▶ [Task instructions] Gather every line below where "candidates" appears.

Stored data
^^^^^^^^
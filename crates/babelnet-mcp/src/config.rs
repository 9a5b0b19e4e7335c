//! Credential and endpoint configuration.
//!
//! Settings are resolved once at startup and passed into backend
//! construction; nothing reads them ambiently afterwards. The API key comes
//! from, in order: the CLI flag (handled in `main`), the `BABELNET_API_KEY`
//! environment variable, or a `babelnet_conf.yml` file found via
//! `$BABELNET_CONF`, the working directory, or `~/.babelnet/`.

use serde::Deserialize;
use std::path::PathBuf;
use tracing::{info, warn};

const CONFIG_FILE_NAME: &str = "babelnet_conf.yml";

/// On-disk configuration file shape.
#[derive(Debug, Default, Deserialize)]
pub struct ConfigFile {
    #[serde(rename = "RESTFUL_KEY")]
    pub restful_key: Option<String>,
    #[serde(rename = "RESTFUL_URL")]
    pub restful_url: Option<String>,
}

/// Resolved settings for backend construction.
#[derive(Debug, Clone, Default)]
pub struct Settings {
    pub api_key: Option<String>,
    pub base_url: Option<String>,
}

impl Settings {
    /// Load settings from the config file (if any) and the environment.
    pub fn load() -> Self {
        let mut settings = Self::default();

        if let Some(path) = find_config_file() {
            match load_config_file(&path) {
                Ok(file) => {
                    if file.restful_key.is_some() {
                        info!("configuration loaded from {}", path.display());
                    } else {
                        warn!("no RESTFUL_KEY in {}", path.display());
                    }
                    settings.api_key = file.restful_key;
                    settings.base_url = file.restful_url;
                }
                Err(e) => warn!("failed to read {}: {}", path.display(), e),
            }
        }

        if settings.api_key.is_none() {
            settings.api_key = std::env::var("BABELNET_API_KEY").ok();
        }

        settings
    }
}

fn load_config_file(path: &PathBuf) -> anyhow::Result<ConfigFile> {
    let contents = std::fs::read_to_string(path)?;
    Ok(serde_yaml::from_str(&contents)?)
}

/// Search for the configuration file in the documented locations.
fn find_config_file() -> Option<PathBuf> {
    if let Some(env_path) = std::env::var_os("BABELNET_CONF") {
        let path = PathBuf::from(env_path);
        if path.exists() {
            return Some(path);
        }
    }

    let cwd = PathBuf::from(CONFIG_FILE_NAME);
    if cwd.exists() {
        return Some(cwd);
    }

    let home = dirs::home_dir()?.join(".babelnet").join(CONFIG_FILE_NAME);
    if home.exists() {
        return Some(home);
    }

    None
}
//! Definitions aggregator tests: quota spend, truncation, and
//! partial-failure tolerance against a scripted backend.

use babelnet_core::backend::MockBackend;
use babelnet_core::query::{self, DefinitionsRequest, SynsetsRequest};
use babelnet_core::types::{Gloss, Lemma, Sense, SenseProperties, Synset, SynsetRef};

fn glossed_synset(language: &str, text: &str) -> Synset {
    Synset {
        glosses: vec![Gloss {
            language: language.to_string(),
            gloss: text.to_string(),
            source: "WIKI".to_string(),
            ..Default::default()
        }],
        senses: vec![Sense {
            properties: SenseProperties {
                language: language.to_string(),
                lemma: Lemma {
                    lemma: text.split(' ').next().unwrap_or_default().to_string(),
                    ..Default::default()
                },
                ..Default::default()
            },
            ..Default::default()
        }],
        ..Default::default()
    }
}

fn refs(ids: &[&str]) -> Vec<SynsetRef> {
    ids.iter().map(|id| SynsetRef::new(*id, "NOUN")).collect()
}

fn request(word: &str, max: usize) -> DefinitionsRequest {
    DefinitionsRequest {
        word: word.to_string(),
        from_langs: vec!["en".to_string()],
        pos: None,
        max_definitions: max,
    }
}

#[tokio::test]
async fn truncation_happens_before_fan_out() {
    // 5 candidates, cap of 2: exactly one search plus two fetches
    let backend = MockBackend::new()
        .with_synset_refs(refs(&["bn:1", "bn:2", "bn:3", "bn:4", "bn:5"]))
        .with_synset("bn:1", glossed_synset("EN", "riverside land"))
        .with_synset("bn:2", glossed_synset("EN", "financial institution"));

    let resp = query::get_definitions(&backend, &request("bank", 2))
        .await
        .unwrap();

    let counts = backend.counts();
    assert_eq!(counts.synset_searches, 1);
    assert_eq!(counts.synset_fetches, 2, "no fetch beyond the cap");
    assert!(resp.total_meanings <= 2);
    assert_eq!(resp.total_meanings, resp.definitions.len());
}

#[tokio::test]
async fn empty_search_yields_empty_success() {
    let backend = MockBackend::new();

    let resp = query::get_definitions(&backend, &request("qwxzy", 20))
        .await
        .unwrap();

    assert_eq!(resp.total_meanings, 0);
    assert!(resp.definitions.is_empty());
    assert_eq!(backend.counts().synset_fetches, 0, "nothing to fetch");
}

#[tokio::test]
async fn search_failure_propagates() {
    let backend = MockBackend::new().with_failing_search();
    let result = query::get_definitions(&backend, &request("bank", 20)).await;
    assert!(result.is_err(), "no candidates means no partial result");
}

#[tokio::test]
async fn one_failing_fetch_does_not_abort_the_batch() {
    let backend = MockBackend::new()
        .with_synset_refs(refs(&["bn:1", "bn:2", "bn:3"]))
        .with_synset("bn:1", glossed_synset("EN", "riverside land"))
        .with_failing_synset("bn:2")
        .with_synset("bn:3", glossed_synset("EN", "financial institution"));

    let resp = query::get_definitions(&backend, &request("bank", 20))
        .await
        .unwrap();

    assert_eq!(backend.counts().synset_fetches, 3, "all candidates attempted");
    assert_eq!(resp.total_meanings, 2, "count reflects successes only");
    let ids: Vec<_> = resp.definitions.iter().map(|d| d.synset_id.as_str()).collect();
    assert_eq!(ids, vec!["bn:1", "bn:3"], "remote order preserved");
}

#[tokio::test]
async fn candidate_without_id_is_skipped_without_a_fetch() {
    let mut candidates = refs(&["bn:1"]);
    candidates.insert(0, SynsetRef::new("", "NOUN"));

    let backend = MockBackend::new()
        .with_synset_refs(candidates)
        .with_synset("bn:1", glossed_synset("EN", "riverside land"));

    let resp = query::get_definitions(&backend, &request("bank", 20))
        .await
        .unwrap();

    assert_eq!(backend.counts().synset_fetches, 1, "no fetch for a missing id");
    assert_eq!(resp.total_meanings, 1);
}

#[tokio::test]
async fn glossless_synset_contributes_nothing() {
    let backend = MockBackend::new()
        .with_synset_refs(refs(&["bn:1", "bn:2"]))
        .with_synset("bn:1", Synset::default())
        .with_synset("bn:2", glossed_synset("EN", "financial institution"));

    let resp = query::get_definitions(&backend, &request("bank", 20))
        .await
        .unwrap();

    assert_eq!(resp.total_meanings, 1);
    assert_eq!(resp.definitions[0].synset_id, "bn:2");
}

#[tokio::test]
async fn gloss_fields_default_to_empty_strings() {
    // A gloss missing language and source still comes through
    let synset = Synset {
        glosses: vec![Gloss {
            gloss: "a raised ridge".to_string(),
            ..Default::default()
        }],
        ..Default::default()
    };
    let backend = MockBackend::new()
        .with_synset_refs(refs(&["bn:1"]))
        .with_synset("bn:1", synset);

    let resp = query::get_definitions(&backend, &request("bank", 20))
        .await
        .unwrap();

    let entry = &resp.definitions[0].glosses[0];
    assert_eq!(entry.definition, "a raised ridge");
    assert_eq!(entry.language, "");
    assert_eq!(entry.source, "");
}

#[tokio::test]
async fn main_sense_falls_back_to_query_word() {
    let synset = Synset {
        glosses: vec![Gloss {
            language: "IT".to_string(),
            gloss: "istituto di credito".to_string(),
            ..Default::default()
        }],
        senses: vec![Sense {
            properties: SenseProperties {
                language: "IT".to_string(),
                lemma: Lemma {
                    lemma: "banca".to_string(),
                    ..Default::default()
                },
                ..Default::default()
            },
            ..Default::default()
        }],
        ..Default::default()
    };
    let backend = MockBackend::new()
        .with_synset_refs(refs(&["bn:1"]))
        .with_synset("bn:1", synset);

    let resp = query::get_definitions(&backend, &request("bank", 20))
        .await
        .unwrap();

    assert_eq!(resp.definitions[0].main_sense, "bank");
}

#[tokio::test]
async fn synset_search_is_issued_exactly_once() {
    let backend = MockBackend::new().with_synset_refs(refs(&["bn:1", "bn:2"]));
    let req = SynsetsRequest {
        word: "bank".to_string(),
        from_langs: vec!["en".to_string()],
        to_langs: None,
        pos: None,
    };

    let resp = query::get_synsets(&backend, &req).await.unwrap();

    assert_eq!(backend.counts().synset_searches, 1, "one billed call, not two");
    assert_eq!(resp.total_synsets, 2);
}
^^^^^^^^
▶ [Solved exercise]
    // 5 candidates, cap of 2: exactly one search plus two fetches
    assert!(result.is_err(), "no candidates means no partial result");
    assert_eq!(backend.counts().synset_fetches, 3, "all candidates attempted");
    let mut candidates = refs(&["bn:1"]);
    candidates.insert(0, SynsetRef::new("", "NOUN"));
        .with_synset_refs(candidates)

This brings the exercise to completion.